----- Supplied material

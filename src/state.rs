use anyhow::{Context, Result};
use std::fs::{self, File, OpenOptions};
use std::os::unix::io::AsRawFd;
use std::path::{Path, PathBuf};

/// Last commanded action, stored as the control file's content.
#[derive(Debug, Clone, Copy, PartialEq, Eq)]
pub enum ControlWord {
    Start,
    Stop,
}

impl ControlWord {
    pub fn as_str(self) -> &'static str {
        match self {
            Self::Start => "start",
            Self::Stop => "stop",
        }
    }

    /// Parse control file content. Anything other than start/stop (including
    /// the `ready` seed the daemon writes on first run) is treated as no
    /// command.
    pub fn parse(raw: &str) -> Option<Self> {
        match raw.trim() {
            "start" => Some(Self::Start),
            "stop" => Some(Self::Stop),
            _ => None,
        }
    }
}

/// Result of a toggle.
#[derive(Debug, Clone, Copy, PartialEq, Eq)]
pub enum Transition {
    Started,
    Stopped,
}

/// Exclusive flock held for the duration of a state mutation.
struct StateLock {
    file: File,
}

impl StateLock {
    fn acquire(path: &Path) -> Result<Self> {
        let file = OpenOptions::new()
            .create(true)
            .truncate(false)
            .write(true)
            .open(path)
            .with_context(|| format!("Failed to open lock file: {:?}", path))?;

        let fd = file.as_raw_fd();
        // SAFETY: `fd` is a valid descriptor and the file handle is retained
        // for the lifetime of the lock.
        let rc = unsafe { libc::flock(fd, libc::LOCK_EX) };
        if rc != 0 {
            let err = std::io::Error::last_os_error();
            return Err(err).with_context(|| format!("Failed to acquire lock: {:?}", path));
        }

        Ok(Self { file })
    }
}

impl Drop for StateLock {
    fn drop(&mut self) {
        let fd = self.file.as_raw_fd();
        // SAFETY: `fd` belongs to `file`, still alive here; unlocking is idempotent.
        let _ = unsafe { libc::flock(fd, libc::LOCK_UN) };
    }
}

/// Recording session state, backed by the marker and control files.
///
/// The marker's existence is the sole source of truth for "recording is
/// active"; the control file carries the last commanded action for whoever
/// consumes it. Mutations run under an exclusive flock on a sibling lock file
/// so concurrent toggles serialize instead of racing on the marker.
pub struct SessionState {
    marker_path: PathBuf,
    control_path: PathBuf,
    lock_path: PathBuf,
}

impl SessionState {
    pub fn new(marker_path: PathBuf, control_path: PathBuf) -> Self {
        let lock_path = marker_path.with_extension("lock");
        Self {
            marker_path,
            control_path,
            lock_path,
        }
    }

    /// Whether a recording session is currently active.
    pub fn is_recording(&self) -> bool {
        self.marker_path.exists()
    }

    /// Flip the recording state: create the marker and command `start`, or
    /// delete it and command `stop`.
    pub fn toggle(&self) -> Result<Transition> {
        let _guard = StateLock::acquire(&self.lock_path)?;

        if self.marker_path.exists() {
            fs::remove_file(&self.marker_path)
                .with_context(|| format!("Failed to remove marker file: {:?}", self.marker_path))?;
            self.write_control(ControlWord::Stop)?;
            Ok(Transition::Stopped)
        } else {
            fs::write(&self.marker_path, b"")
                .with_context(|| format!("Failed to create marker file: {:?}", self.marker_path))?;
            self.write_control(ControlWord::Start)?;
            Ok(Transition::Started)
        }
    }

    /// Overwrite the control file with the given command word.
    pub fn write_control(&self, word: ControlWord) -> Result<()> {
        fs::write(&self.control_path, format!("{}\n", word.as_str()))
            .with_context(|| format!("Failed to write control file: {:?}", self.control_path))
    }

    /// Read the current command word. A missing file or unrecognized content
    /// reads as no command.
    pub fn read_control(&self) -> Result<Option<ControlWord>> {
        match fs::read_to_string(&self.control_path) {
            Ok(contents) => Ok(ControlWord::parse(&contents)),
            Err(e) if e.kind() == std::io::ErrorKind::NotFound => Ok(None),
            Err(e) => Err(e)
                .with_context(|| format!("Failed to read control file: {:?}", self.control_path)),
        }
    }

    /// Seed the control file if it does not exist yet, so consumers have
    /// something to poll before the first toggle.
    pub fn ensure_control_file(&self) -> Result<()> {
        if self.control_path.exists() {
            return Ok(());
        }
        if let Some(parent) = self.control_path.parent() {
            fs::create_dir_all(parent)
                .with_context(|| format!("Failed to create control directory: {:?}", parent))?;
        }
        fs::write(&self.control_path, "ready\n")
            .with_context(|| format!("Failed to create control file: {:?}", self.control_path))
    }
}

----------
----- Supplied material

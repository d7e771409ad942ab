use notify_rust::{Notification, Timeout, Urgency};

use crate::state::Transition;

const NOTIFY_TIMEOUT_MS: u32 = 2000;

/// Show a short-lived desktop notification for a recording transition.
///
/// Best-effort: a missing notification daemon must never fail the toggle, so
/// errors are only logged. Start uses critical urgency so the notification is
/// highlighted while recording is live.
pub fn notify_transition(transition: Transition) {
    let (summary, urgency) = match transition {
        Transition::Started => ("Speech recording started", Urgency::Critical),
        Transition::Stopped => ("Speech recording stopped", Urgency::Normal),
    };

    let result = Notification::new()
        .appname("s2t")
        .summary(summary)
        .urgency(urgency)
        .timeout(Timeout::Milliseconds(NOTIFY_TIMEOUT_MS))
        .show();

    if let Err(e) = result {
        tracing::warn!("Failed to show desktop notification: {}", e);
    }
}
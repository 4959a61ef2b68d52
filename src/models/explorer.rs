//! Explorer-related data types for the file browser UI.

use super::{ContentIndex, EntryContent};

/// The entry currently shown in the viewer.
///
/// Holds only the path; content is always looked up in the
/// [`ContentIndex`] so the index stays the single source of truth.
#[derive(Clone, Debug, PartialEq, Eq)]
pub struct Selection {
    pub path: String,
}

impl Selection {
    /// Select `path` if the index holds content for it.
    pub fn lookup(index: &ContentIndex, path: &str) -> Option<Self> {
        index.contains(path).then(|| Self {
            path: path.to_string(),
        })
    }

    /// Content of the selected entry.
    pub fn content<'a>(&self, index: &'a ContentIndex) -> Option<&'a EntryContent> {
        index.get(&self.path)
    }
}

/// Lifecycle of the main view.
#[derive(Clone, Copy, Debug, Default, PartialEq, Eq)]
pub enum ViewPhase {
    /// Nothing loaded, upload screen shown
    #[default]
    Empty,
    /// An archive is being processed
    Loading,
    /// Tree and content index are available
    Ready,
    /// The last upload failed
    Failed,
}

----------

[What to produce]
Would you copy, unchanged, the stretch of the records above that begins at the line containing "a recording transition." and ends at the line containing "let (summary, urgency)", and only that?

[Exercise result]
/// Show a short-lived desktop notification for a recording transition.
///
/// Best-effort: a missing notification daemon must never fail the toggle, so
/// errors are only logged. Start uses critical urgency so the notification is
/// highlighted while recording is live.
pub fn notify_transition(transition: Transition) {
    let (summary, urgency) = match transition {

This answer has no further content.